_Exercise description_
All records that follow are to be restated exactly.

━━ Supplied records

use crate::config::AppConfig;
use crate::errors::ServiceError;
use sea_orm::{ConnectOptions, Database, DatabaseConnection};
use sea_orm_migration::MigratorTrait;
use std::time::Duration;
use tracing::{debug, info};

/// Type alias for a database connection pool
pub type DbPool = DatabaseConnection;

/// Configuration for database connection
#[derive(Debug, Clone)]
pub struct DbConfig {
    /// Database connection URL
    pub url: String,
    /// Maximum number of connections
    pub max_connections: u32,
    /// Minimum number of connections
    pub min_connections: u32,
    /// Connection timeout duration
    pub connect_timeout: Duration,
    /// Idle timeout duration
    pub idle_timeout: Duration,
    /// Acquire connection timeout
    pub acquire_timeout: Duration,
}

impl Default for DbConfig {
    fn default() -> Self {
        Self {
            url: String::new(),
            max_connections: 10,
            min_connections: 1,
            connect_timeout: Duration::from_secs(30),
            idle_timeout: Duration::from_secs(600),
            acquire_timeout: Duration::from_secs(8),
        }
    }
}

/// Establishes a connection pool to the database
///
/// # Errors
/// Returns a `ServiceError` if the connection cannot be established
pub async fn establish_connection(database_url: &str) -> Result<DbPool, ServiceError> {
    let config = DbConfig {
        url: database_url.to_string(),
        ..Default::default()
    };

    establish_connection_with_config(&config).await
}

/// Establishes a connection pool with custom configuration
pub async fn establish_connection_with_config(config: &DbConfig) -> Result<DbPool, ServiceError> {
    debug!("Configuring database connection with: {:?}", config);

    let mut opt = ConnectOptions::new(config.url.clone());

    opt.max_connections(config.max_connections)
        .min_connections(config.min_connections)
        .connect_timeout(config.connect_timeout)
        .acquire_timeout(config.acquire_timeout)
        .idle_timeout(config.idle_timeout)
        .sqlx_logging(true);

    info!(
        "Connecting to database with max_connections={}",
        config.max_connections
    );

    let db_pool = Database::connect(opt)
        .await
        .map_err(|e| ServiceError::DatabaseUnavailable(e.to_string()))?;

    Ok(db_pool)
}

/// Establishes a connection pool from application config
pub async fn establish_connection_from_app_config(
    cfg: &AppConfig,
) -> Result<DbPool, ServiceError> {
    let config = DbConfig {
        url: cfg.database_url.clone(),
        max_connections: cfg.db_max_connections,
        min_connections: cfg.db_min_connections,
        connect_timeout: Duration::from_secs(cfg.db_connect_timeout_secs),
        ..Default::default()
    };

    establish_connection_with_config(&config).await
}

/// Runs pending migrations against the connected database
pub async fn run_migrations(db: &DatabaseConnection) -> Result<(), ServiceError> {
    info!("Running database migrations");
    crate::migrator::Migrator::up(db, None).await?;
    info!("Database migrations complete");
    Ok(())
}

━━━━

_Solution_
use crate::config::AppConfig;
use crate::errors::ServiceError;
use sea_orm::{ConnectOptions, Database, DatabaseConnection};
use sea_orm_migration::MigratorTrait;
use std::time::Duration;
use tracing::{debug, info};

/// Type alias for a database connection pool
pub type DbPool = DatabaseConnection;

/// Configuration for database connection
#[derive(Debug, Clone)]
pub struct DbConfig {
    /// Database connection URL
    pub url: String,
    /// Maximum number of connections
    pub max_connections: u32,
    /// Minimum number of connections
    pub min_connections: u32,
    /// Connection timeout duration
    pub connect_timeout: Duration,
    /// Idle timeout duration
    pub idle_timeout: Duration,
    /// Acquire connection timeout
    pub acquire_timeout: Duration,
}

impl Default for DbConfig {
    fn default() -> Self {
        Self {
            url: String::new(),
            max_connections: 10,
            min_connections: 1,
            connect_timeout: Duration::from_secs(30),
            idle_timeout: Duration::from_secs(600),
            acquire_timeout: Duration::from_secs(8),
        }
    }
}

/// Establishes a connection pool to the database
///
/// # Errors
/// Returns a `ServiceError` if the connection cannot be established
pub async fn establish_connection(database_url: &str) -> Result<DbPool, ServiceError> {
    let config = DbConfig {
        url: database_url.to_string(),
        ..Default::default()
    };

    establish_connection_with_config(&config).await
}

/// Establishes a connection pool with custom configuration
pub async fn establish_connection_with_config(config: &DbConfig) -> Result<DbPool, ServiceError> {
    debug!("Configuring database connection with: {:?}", config);

    let mut opt = ConnectOptions::new(config.url.clone());

    opt.max_connections(config.max_connections)
        .min_connections(config.min_connections)
        .connect_timeout(config.connect_timeout)
        .acquire_timeout(config.acquire_timeout)
        .idle_timeout(config.idle_timeout)
        .sqlx_logging(true);

    info!(
        "Connecting to database with max_connections={}",
        config.max_connections
    );

    let db_pool = Database::connect(opt)
        .await
        .map_err(|e| ServiceError::DatabaseUnavailable(e.to_string()))?;

    Ok(db_pool)
}

/// Establishes a connection pool from application config
pub async fn establish_connection_from_app_config(
    cfg: &AppConfig,
) -> Result<DbPool, ServiceError> {
    let config = DbConfig {
        url: cfg.database_url.clone(),
        max_connections: cfg.db_max_connections,
        min_connections: cfg.db_min_connections,
        connect_timeout: Duration::from_secs(cfg.db_connect_timeout_secs),
        ..Default::default()
    };

    establish_connection_with_config(&config).await
}

/// Runs pending migrations against the connected database
pub async fn run_migrations(db: &DatabaseConnection) -> Result<(), ServiceError> {
    info!("Running database migrations");
    crate::migrator::Migrator::up(db, None).await?;
    info!("Database migrations complete");
    Ok(())
}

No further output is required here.